*** Begin section ***

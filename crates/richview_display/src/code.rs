use std::collections::HashMap;

use lazy_static::lazy_static;
use regex::Regex;
use richview_domain::{escape_html, escape_text};

/// Token pattern for one language. Alternatives are tried left to right, so
/// comments and strings shadow keywords inside them.
struct Grammar {
    tokens: Regex,
}

const C_COMMENT: &str = r"//[^\n]*|/\*(?s:.*?)\*/";
const HASH_COMMENT: &str = r"#[^\n]*";
const QUOTED: &str = r#""(?:\\.|[^"\\\n])*"|'(?:\\.|[^'\\\n])*'"#;
const RUST_STRING: &str = r#""(?:\\.|[^"\\])*"|'(?:\\.|[^'\\\n])'"#;
const NUMBER: &str = r"\b(?:0x[0-9a-fA-F]+|\d+(?:\.\d+)?(?:[eE][+-]?\d+)?)\b";

fn grammar(comment: Option<&str>, string: &str, keywords: &[&str]) -> Grammar {
    let keywords = keywords.join("|");
    let comment = comment.map(|c| format!("(?P<comment>{c})|")).unwrap_or_default();
    let pattern = format!(
        r"{comment}(?P<string>{string})|(?P<keyword>\b(?:{keywords})\b)|(?P<number>{NUMBER})"
    );
    // Patterns are assembled from the constant tables below.
    Grammar { tokens: Regex::new(&pattern).unwrap() }
}

lazy_static! {
    static ref GRAMMARS: HashMap<&'static str, Grammar> = {
        let mut grammars = HashMap::new();
        grammars.insert("rust", grammar(Some(C_COMMENT), RUST_STRING, &[
            "as", "async", "await", "break", "const", "continue", "crate", "else", "enum", "fn", "for", "if",
            "impl", "in", "let", "loop", "match", "mod", "move", "mut", "pub", "ref", "return", "self", "Self",
            "static", "struct", "super", "trait", "type", "unsafe", "use", "where", "while", "true", "false",
        ]));
        grammars.insert("python", grammar(Some(HASH_COMMENT), &format!(r#"(?s:""".*?"""|'''.*?''')|{QUOTED}"#), &[
            "and", "as", "assert", "async", "await", "break", "class", "continue", "def", "del", "elif", "else",
            "except", "finally", "for", "from", "global", "if", "import", "in", "is", "lambda", "None", "not",
            "or", "pass", "raise", "return", "True", "False", "try", "while", "with", "yield",
        ]));
        let js = [
            "async", "await", "break", "case", "catch", "class", "const", "continue", "default", "delete", "do",
            "else", "export", "extends", "finally", "for", "function", "if", "import", "in", "instanceof", "let",
            "new", "null", "of", "return", "switch", "this", "throw", "true", "false", "try", "typeof",
            "undefined", "var", "void", "while", "yield",
        ];
        let template = format!(r"`(?:\\.|[^`\\])*`|{QUOTED}");
        grammars.insert("javascript", grammar(Some(C_COMMENT), &template, &js));
        let ts: Vec<&str> = js
            .iter()
            .copied()
            .chain(["interface", "type", "enum", "implements", "private", "public", "readonly", "string",
                "number", "boolean", "any", "unknown", "never"])
            .collect();
        grammars.insert("typescript", grammar(Some(C_COMMENT), &template, &ts));
        grammars.insert("java", grammar(Some(C_COMMENT), QUOTED, &[
            "abstract", "boolean", "break", "case", "catch", "char", "class", "continue", "default", "do",
            "double", "else", "enum", "extends", "final", "finally", "float", "for", "if", "implements",
            "import", "instanceof", "int", "interface", "long", "new", "null", "package", "private",
            "protected", "public", "return", "static", "super", "switch", "this", "throw", "throws", "true",
            "false", "try", "void", "while",
        ]));
        let c = [
            "auto", "break", "case", "char", "const", "continue", "default", "do", "double", "else", "enum",
            "extern", "float", "for", "goto", "if", "int", "long", "return", "short", "signed", "sizeof",
            "static", "struct", "switch", "typedef", "union", "unsigned", "void", "volatile", "while",
            "include", "define", "NULL",
        ];
        grammars.insert("c", grammar(Some(C_COMMENT), QUOTED, &c));
        let cpp: Vec<&str> = c
            .iter()
            .copied()
            .chain(["class", "namespace", "template", "typename", "public", "private", "protected", "virtual",
                "new", "delete", "using", "nullptr", "auto", "true", "false", "std"])
            .collect();
        grammars.insert("cpp", grammar(Some(C_COMMENT), QUOTED, &cpp));
        grammars.insert("go", grammar(Some(C_COMMENT), &format!(r"`[^`]*`|{QUOTED}"), &[
            "break", "case", "chan", "const", "continue", "default", "defer", "else", "fallthrough", "for",
            "func", "go", "goto", "if", "import", "interface", "map", "package", "range", "return", "select",
            "struct", "switch", "type", "var", "nil", "true", "false",
        ]));
        grammars.insert("sql", grammar(Some(r"--[^\n]*|/\*(?s:.*?)\*/"), QUOTED, &[
            "(?i:select)", "(?i:from)", "(?i:where)", "(?i:insert)", "(?i:into)", "(?i:values)", "(?i:update)",
            "(?i:set)", "(?i:delete)", "(?i:create)", "(?i:table)", "(?i:drop)", "(?i:alter)", "(?i:join)",
            "(?i:left)", "(?i:right)", "(?i:inner)", "(?i:outer)", "(?i:on)", "(?i:group)", "(?i:by)",
            "(?i:order)", "(?i:having)", "(?i:limit)", "(?i:and)", "(?i:or)", "(?i:not)", "(?i:null)",
            "(?i:as)", "(?i:distinct)", "(?i:union)", "(?i:primary)", "(?i:key)",
        ]));
        grammars.insert("bash", grammar(Some(HASH_COMMENT), QUOTED, &[
            "if", "then", "else", "elif", "fi", "for", "while", "do", "done", "case", "esac", "function",
            "in", "return", "export", "local", "echo", "exit",
        ]));
        grammars.insert("json", grammar(None, r#""(?:\\.|[^"\\])*""#, &["true", "false", "null"]));
        grammars.insert("css", grammar(Some(r"/\*(?s:.*?)\*/"), QUOTED, &[
            "important", "media", "import", "keyframes", "from", "to", "inherit", "initial", "none", "auto",
        ]));
        grammars
    };
    static ref MARKUP: Regex = Regex::new(
        r#"(?P<comment><!--(?s:.*?)-->)|(?P<string>"[^"]*"|'[^']*')|(?P<keyword></?[\w:.-]+|/?>|<\?[\w-]+|\?>)"#
    )
    .unwrap();
}

fn canonical(lang: &str) -> &str {
    match lang {
        "rs" => "rust",
        "py" | "python3" => "python",
        "js" | "jsx" | "node" | "mjs" => "javascript",
        "ts" | "tsx" => "typescript",
        "h" => "c",
        "c++" | "cc" | "cxx" | "hpp" => "cpp",
        "golang" => "go",
        "sh" | "shell" | "zsh" | "console" => "bash",
        "htm" | "svg" => "html",
        other => other,
    }
}

/// Colours source code with per-language keyword, string, comment and number
/// patterns. Output is escaped HTML with `hl-*` span classes.
#[derive(Clone, Debug, Default)]
pub struct CodeHighlighter;

impl CodeHighlighter {
    pub fn new() -> Self {
        Self
    }

    /// Whether `lang` has a pattern table.
    pub fn supports(&self, lang: &str) -> bool {
        let lang = canonical(lang);
        GRAMMARS.contains_key(lang) || matches!(lang, "xml" | "html")
    }

    /// Highlighted code without the surrounding block.
    pub fn highlight(&self, code: &str, lang: &str) -> String {
        let lang = canonical(lang);
        if matches!(lang, "xml" | "html") {
            return highlight_with(&MARKUP, code);
        }
        match GRAMMARS.get(lang) {
            Some(grammar) => highlight_with(&grammar.tokens, code),
            None => escape_text(code),
        }
    }

    /// `<pre><code>` block for `code`. Unknown languages are escaped only.
    pub fn render(&self, code: &str, lang: Option<&str>) -> String {
        let lang = lang.map(|l| canonical(&l.to_lowercase()).to_string());
        let body = match &lang {
            Some(lang) => self.highlight(code, lang),
            None => escape_text(code),
        };
        match lang {
            Some(lang) => format!("<pre><code class=\"language-{}\">{body}</code></pre>", escape_html(&lang)),
            None => format!("<pre><code>{body}</code></pre>"),
        }
    }
}

fn highlight_with(tokens: &Regex, code: &str) -> String {
    let mut out = String::with_capacity(code.len() * 2);
    let mut last = 0;
    for caps in tokens.captures_iter(code) {
        let Some((class, m)) = ["comment", "string", "keyword", "number"]
            .iter()
            .find_map(|name| caps.name(name).map(|m| (*name, m)))
        else {
            continue;
        };
        if m.as_str().is_empty() {
            continue;
        }
        out.push_str(&escape_text(&code[last..m.start()]));
        out.push_str(&format!("<span class=\"hl-{class}\">{}</span>", escape_text(m.as_str())));
        last = m.end();
    }
    out.push_str(&escape_text(&code[last..]));
    out
}
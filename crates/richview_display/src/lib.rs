//! Renderer routing and the on-screen render session.

mod code;
mod html;
mod router;
mod session;

pub use code::CodeHighlighter;
pub use html::HtmlPreview;
pub use router::{RenderOutput, RendererKind, RendererRouter};
pub use session::{CANVAS_HEIGHT, CANVAS_WIDTH, ChartMode, Download, RenderSession};
mod chart;
mod content;
mod error;
mod markup;
mod table;

pub use chart::*;
pub use content::*;
pub use error::*;
pub use markup::*;
pub use table::*;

*** End section ***

**Instructions for the task**
Which lines of the data include the string "double"? Find them and copy each one.

**Exercise output**
            "double", "else", "enum", "extends", "final", "finally", "float", "for", "if", "implements",
            "auto", "break", "case", "char", "const", "continue", "default", "do", "double", "else", "enum",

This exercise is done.